> **Source material**
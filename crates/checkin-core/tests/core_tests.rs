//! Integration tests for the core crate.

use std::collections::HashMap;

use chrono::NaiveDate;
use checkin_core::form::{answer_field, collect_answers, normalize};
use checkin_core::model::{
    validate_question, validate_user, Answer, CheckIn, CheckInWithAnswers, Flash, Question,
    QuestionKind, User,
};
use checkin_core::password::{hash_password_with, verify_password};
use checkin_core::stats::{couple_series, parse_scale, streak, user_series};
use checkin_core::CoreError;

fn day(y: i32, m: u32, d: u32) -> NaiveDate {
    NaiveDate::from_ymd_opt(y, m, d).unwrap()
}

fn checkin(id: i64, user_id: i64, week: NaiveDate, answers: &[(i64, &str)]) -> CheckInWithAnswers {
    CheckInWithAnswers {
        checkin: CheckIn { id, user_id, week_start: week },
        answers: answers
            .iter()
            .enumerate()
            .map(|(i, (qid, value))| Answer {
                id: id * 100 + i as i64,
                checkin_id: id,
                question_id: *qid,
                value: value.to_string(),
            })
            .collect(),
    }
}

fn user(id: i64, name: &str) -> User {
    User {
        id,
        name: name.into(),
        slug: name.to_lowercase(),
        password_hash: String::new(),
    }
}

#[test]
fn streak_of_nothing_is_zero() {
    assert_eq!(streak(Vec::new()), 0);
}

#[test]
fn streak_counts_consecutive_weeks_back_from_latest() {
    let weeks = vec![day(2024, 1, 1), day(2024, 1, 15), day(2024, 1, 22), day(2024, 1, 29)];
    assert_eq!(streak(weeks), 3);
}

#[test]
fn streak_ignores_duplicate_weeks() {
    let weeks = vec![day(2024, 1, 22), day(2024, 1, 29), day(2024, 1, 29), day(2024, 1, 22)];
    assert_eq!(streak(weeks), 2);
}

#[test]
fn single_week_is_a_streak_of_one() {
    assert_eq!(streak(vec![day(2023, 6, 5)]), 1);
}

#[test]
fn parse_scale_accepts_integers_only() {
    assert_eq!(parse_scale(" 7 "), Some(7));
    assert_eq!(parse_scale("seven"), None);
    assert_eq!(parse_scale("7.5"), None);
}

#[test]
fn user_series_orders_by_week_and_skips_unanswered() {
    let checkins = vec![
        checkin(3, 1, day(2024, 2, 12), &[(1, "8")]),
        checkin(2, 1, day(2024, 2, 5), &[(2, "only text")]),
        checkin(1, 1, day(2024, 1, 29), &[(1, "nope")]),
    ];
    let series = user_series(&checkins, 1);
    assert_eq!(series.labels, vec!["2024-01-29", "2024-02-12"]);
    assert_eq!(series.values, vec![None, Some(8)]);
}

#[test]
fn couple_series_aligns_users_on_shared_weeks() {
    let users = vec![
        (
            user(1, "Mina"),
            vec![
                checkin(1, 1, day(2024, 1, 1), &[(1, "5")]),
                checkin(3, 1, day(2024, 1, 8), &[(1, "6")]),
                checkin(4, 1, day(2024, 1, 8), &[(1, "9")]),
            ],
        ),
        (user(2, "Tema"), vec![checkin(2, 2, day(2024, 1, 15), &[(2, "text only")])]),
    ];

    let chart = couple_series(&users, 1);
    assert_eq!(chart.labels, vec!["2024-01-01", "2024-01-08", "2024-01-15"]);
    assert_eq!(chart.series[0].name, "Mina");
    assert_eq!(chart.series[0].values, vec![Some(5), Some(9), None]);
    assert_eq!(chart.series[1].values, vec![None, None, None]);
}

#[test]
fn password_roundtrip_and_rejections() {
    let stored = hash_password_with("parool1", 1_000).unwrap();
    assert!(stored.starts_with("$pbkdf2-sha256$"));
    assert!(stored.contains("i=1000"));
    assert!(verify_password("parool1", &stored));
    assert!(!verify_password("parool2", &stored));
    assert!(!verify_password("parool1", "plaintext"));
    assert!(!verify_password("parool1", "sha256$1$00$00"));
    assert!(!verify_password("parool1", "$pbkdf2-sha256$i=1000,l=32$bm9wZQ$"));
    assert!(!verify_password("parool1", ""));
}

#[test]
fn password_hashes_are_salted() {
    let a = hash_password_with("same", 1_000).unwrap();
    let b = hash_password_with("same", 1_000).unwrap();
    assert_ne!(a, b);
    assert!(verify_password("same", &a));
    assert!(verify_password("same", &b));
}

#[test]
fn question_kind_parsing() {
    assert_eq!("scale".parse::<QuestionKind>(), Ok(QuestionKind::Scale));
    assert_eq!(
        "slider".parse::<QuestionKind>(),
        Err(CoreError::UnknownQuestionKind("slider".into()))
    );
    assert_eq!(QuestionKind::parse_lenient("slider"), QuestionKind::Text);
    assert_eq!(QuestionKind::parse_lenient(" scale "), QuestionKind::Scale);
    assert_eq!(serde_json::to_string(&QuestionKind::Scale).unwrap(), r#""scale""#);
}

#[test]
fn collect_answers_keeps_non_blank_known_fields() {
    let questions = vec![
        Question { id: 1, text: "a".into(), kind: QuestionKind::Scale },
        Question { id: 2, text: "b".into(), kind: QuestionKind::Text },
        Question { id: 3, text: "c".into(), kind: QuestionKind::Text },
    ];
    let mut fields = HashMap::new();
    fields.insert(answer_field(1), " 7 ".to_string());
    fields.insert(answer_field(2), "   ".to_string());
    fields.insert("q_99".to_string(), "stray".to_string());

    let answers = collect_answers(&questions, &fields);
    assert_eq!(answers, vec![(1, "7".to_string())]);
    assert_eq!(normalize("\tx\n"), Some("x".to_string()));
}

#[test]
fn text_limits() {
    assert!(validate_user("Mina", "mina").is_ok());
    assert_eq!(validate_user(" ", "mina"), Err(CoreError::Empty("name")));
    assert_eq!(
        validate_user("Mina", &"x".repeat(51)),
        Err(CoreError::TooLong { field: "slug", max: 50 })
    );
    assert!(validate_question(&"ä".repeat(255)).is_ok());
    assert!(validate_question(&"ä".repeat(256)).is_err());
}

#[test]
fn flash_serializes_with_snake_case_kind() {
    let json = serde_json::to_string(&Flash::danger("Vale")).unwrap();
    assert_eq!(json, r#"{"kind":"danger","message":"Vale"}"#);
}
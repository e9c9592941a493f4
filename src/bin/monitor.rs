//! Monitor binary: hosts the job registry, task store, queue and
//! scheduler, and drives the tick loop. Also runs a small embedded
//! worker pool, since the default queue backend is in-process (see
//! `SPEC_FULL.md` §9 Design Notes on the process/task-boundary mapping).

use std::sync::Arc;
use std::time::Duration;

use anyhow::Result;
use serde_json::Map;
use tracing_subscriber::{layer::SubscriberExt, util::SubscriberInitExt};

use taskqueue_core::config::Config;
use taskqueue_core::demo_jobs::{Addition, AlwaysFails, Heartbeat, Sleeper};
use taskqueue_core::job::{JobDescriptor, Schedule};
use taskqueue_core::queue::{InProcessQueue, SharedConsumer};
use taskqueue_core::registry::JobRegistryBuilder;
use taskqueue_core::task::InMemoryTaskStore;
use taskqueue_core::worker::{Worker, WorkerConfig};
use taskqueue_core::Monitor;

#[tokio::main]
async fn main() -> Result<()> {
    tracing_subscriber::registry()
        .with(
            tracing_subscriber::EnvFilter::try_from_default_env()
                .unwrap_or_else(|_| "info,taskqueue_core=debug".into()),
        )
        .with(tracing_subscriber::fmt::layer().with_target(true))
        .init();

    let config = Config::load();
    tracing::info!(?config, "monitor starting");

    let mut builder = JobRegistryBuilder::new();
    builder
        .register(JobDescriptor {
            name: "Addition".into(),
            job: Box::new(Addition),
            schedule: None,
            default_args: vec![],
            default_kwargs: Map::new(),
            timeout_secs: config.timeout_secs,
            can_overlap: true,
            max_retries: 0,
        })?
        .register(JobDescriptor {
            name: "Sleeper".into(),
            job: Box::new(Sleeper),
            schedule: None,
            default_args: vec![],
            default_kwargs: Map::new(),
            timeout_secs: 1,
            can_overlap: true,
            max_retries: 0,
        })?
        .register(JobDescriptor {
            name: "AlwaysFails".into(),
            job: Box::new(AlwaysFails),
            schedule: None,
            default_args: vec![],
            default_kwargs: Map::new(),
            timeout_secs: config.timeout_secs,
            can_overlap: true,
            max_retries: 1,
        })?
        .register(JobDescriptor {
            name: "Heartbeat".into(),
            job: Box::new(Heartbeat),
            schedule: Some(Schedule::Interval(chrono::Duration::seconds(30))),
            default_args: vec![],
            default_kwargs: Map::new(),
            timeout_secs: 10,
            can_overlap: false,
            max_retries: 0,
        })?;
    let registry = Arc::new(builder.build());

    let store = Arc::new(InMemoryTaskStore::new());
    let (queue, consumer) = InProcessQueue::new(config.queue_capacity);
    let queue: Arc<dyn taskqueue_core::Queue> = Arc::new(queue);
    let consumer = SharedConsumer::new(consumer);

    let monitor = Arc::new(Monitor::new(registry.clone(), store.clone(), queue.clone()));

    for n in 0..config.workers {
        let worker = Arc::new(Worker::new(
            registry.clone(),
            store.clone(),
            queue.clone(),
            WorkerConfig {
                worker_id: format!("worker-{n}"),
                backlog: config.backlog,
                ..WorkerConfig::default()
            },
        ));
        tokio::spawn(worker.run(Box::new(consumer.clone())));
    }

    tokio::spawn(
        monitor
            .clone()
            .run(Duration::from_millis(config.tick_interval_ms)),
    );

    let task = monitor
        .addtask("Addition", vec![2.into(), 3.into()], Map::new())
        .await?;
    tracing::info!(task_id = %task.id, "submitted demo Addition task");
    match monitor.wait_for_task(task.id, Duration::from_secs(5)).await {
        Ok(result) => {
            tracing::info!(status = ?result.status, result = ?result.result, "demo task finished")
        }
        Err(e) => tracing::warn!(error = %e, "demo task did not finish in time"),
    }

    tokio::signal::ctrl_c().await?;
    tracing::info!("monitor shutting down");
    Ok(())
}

> **What this task involves**
From the records above, copy each line that contains the word "await".

> **Solution below**
        .await?;
    match monitor.wait_for_task(task.id, Duration::from_secs(5)).await {
    tokio::signal::ctrl_c().await?;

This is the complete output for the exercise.